Voordat we een aantal argumenten inzake orgaandonatie overwegen, is het goed om kort na te gaan wat orgaandonatie inhoudt. We hoeven dan niet lang stil te staan bij de zgn. autotransplantatie en xenotransplantatie.

Autotransplantatie (autos is het Griekse woord voor ‘zelf’) betekent dat de donor dezelfde is als de ontvanger, bijv. wanneer een stuk huid van het dijbeen wordt verwijderd om elders op een brandwond te worden geplaatst. Een vorm van orgaantransplantatie die in het algemeen niet op ethisch bezwaar zal stuiten, tenzij bijvoorbeeld uitsluitend cosmetische motieven aanwezig zijn.

Bij xenotransplantatie (xenos is het Griekse woord voor ‘vreemd’) is een dier de donor, bijv. wanneer varkenshuid wordt gebruikt voor een huidtransplantatie. Dit leidt in de praktijk eigenlijk altijd tot afstoting en een risico op virussen, waardoor deze vorm van orgaantransplantatie nog niet wordt toegepast. Bij deze methode lijken wel ethische bezwaren op te doemen, hierdoor vervaagt immers de grens tussen mens en dier. In de toekomst zou hier dan ook een ethisch vraagstuk kunnen liggen.

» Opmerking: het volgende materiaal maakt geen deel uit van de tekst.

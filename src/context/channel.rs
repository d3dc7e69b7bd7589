//! Read and write channels backed by one state cell.

use std::fmt;
use std::sync::Arc;

use tokio::sync::watch;

use crate::mvi::{Action, ReducerFn, State};
use crate::scope::ContextId;

/// One reducer-driven state cell owned by a mounted provider.
pub(crate) struct Store<S, A> {
    id: ContextId,
    cell: Arc<watch::Sender<S>>,
    reducer: ReducerFn<S, A>,
}

impl<S: State, A: Action> Store<S, A> {
    pub(crate) fn new(id: ContextId, initial: S, reducer: ReducerFn<S, A>) -> Self {
        let (cell, _) = watch::channel(initial);
        Self {
            id,
            cell: Arc::new(cell),
            reducer,
        }
    }

    /// Apply the reducer synchronously and notify subscribers.
    fn dispatch(&self, action: A) {
        let reducer = &self.reducer;
        self.cell.send_modify(|state| {
            let current = state.clone();
            *state = reducer(current, action);
        });
        tracing::trace!(context = %self.id, "action dispatched");
    }

    pub(crate) fn state_handle(&self) -> StateHandle<S> {
        StateHandle {
            id: self.id,
            cell: Arc::clone(&self.cell),
        }
    }

    pub(crate) fn dispatcher(self: &Arc<Self>) -> Dispatch<A> {
        let store = Arc::clone(self);
        Dispatch {
            id: self.id,
            sink: Arc::new(move |action| store.dispatch(action)),
        }
    }
}

impl<S, A> Drop for Store<S, A> {
    fn drop(&mut self) {
        tracing::debug!(context = %self.id, "state cell released");
    }
}

/// Read channel: current state of the nearest provider.
///
/// Holding a `StateHandle` never grants the ability to dispatch.
pub struct StateHandle<S> {
    id: ContextId,
    cell: Arc<watch::Sender<S>>,
}

impl<S: State> StateHandle<S> {
    /// Clone of the current state.
    pub fn get(&self) -> S {
        self.cell.borrow().clone()
    }

    /// Subscribe to state changes.
    ///
    /// The receiver starts with the current value marked as seen, so
    /// `changed().await` resolves on the next dispatch.
    ///
    /// A `watch::Ref` from `borrow()` holds the cell's read lock. Dispatching
    /// to the same provider while it is alive blocks forever; drop it (or
    /// clone the value out) first.
    pub fn subscribe(&self) -> watch::Receiver<S> {
        self.cell.subscribe()
    }

    pub fn context(&self) -> ContextId {
        self.id
    }
}

impl<S> Clone for StateHandle<S> {
    fn clone(&self) -> Self {
        Self {
            id: self.id,
            cell: Arc::clone(&self.cell),
        }
    }
}

impl<S> fmt::Debug for StateHandle<S> {
    fn fmt(&self, f: &mut fmt::Formatter<'_>) -> fmt::Result {
        f.debug_struct("StateHandle").field("context", &self.id).finish()
    }
}

/// Write channel: submits actions to the nearest provider's reducer.
///
/// Does not expose the state, so holders are not coupled to its shape.
pub struct Dispatch<A> {
    id: ContextId,
    sink: Arc<dyn Fn(A) + Send + Sync>,
}

impl<A: Action> Dispatch<A> {
    /// Apply `action` to the provider's state.
    ///
    /// The reducer runs before this returns; subscribers are woken after.
    pub fn dispatch(&self, action: A) {
        (self.sink)(action)
    }

    /// True when both handles write to the same mounted state cell.
    pub fn same_channel(&self, other: &Dispatch<A>) -> bool {
        Arc::ptr_eq(&self.sink, &other.sink)
    }

    pub fn context(&self) -> ContextId {
        self.id
    }
}

impl<A> Clone for Dispatch<A> {
    fn clone(&self) -> Self {
        Self {
            id: self.id,
            sink: Arc::clone(&self.sink),
        }
    }
}

impl<A> fmt::Debug for Dispatch<A> {
    fn fmt(&self, f: &mut fmt::Formatter<'_>) -> fmt::Result {
        f.debug_struct("Dispatch").field("context", &self.id).finish()
    }
}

Voor ons onderwerp is van belang de zogenaamde allotransplantatie (allos is het Griekse woord voor ‘ander’), waarbij de donor een andere persoon is dan de ontvanger. Allereerst kan er dan sprake zijn van orgaandonatie door een levende donor, wanneer bijv. een nier wordt afgestaan aan een familielid. Vervolgens kan er ook – en dat is voor ons onderwerp het meest van belang – sprake zijn van orgaandonatie bij overlijden.

 

Procedures bij orgaandonatie
In het geval van orgaandonatie bij overlijden kunnen er (op hoofdlijnen) twee procedures worden gevolgd:

  • De dood kan worden vastgesteld op basis van neurologische criteria: een patiënt wordt hersendood verklaard, maar de ademhaling en bloedcirculatie zijn mechanisch op gang gehouden, zodat de organen doorbloed blijven.
  • Ook kunnen circulatoire criteria worden toegepast: er is geen sprake van hersendood (vaak wel van ernstige hersenschade), maar na staking van een medische behandeling ontstaat circulatiestilstand (d.w.z. het hart stopt met kloppen) en wanneer binnen 5 minuten hierin geen verandering optreedt, kan tot uitname van organen worden overgegaan.

We komen op deze procedures later nog terug.[2]

 

De vraag naar orgaandonatie
Het tekort aan donoren (o.m. door een toename van de verkeersveiligheid) onderstreept de noodzaak om dit onderwerp goed te overwegen. Voor de meeste organen is er een forse wachtlijst: in 2019 waren er bijvoorbeeld ruim 800 wachtenden voor een niertransplantatie, met een gemiddelde wachttijd van bijna 2,5 jaar.[3]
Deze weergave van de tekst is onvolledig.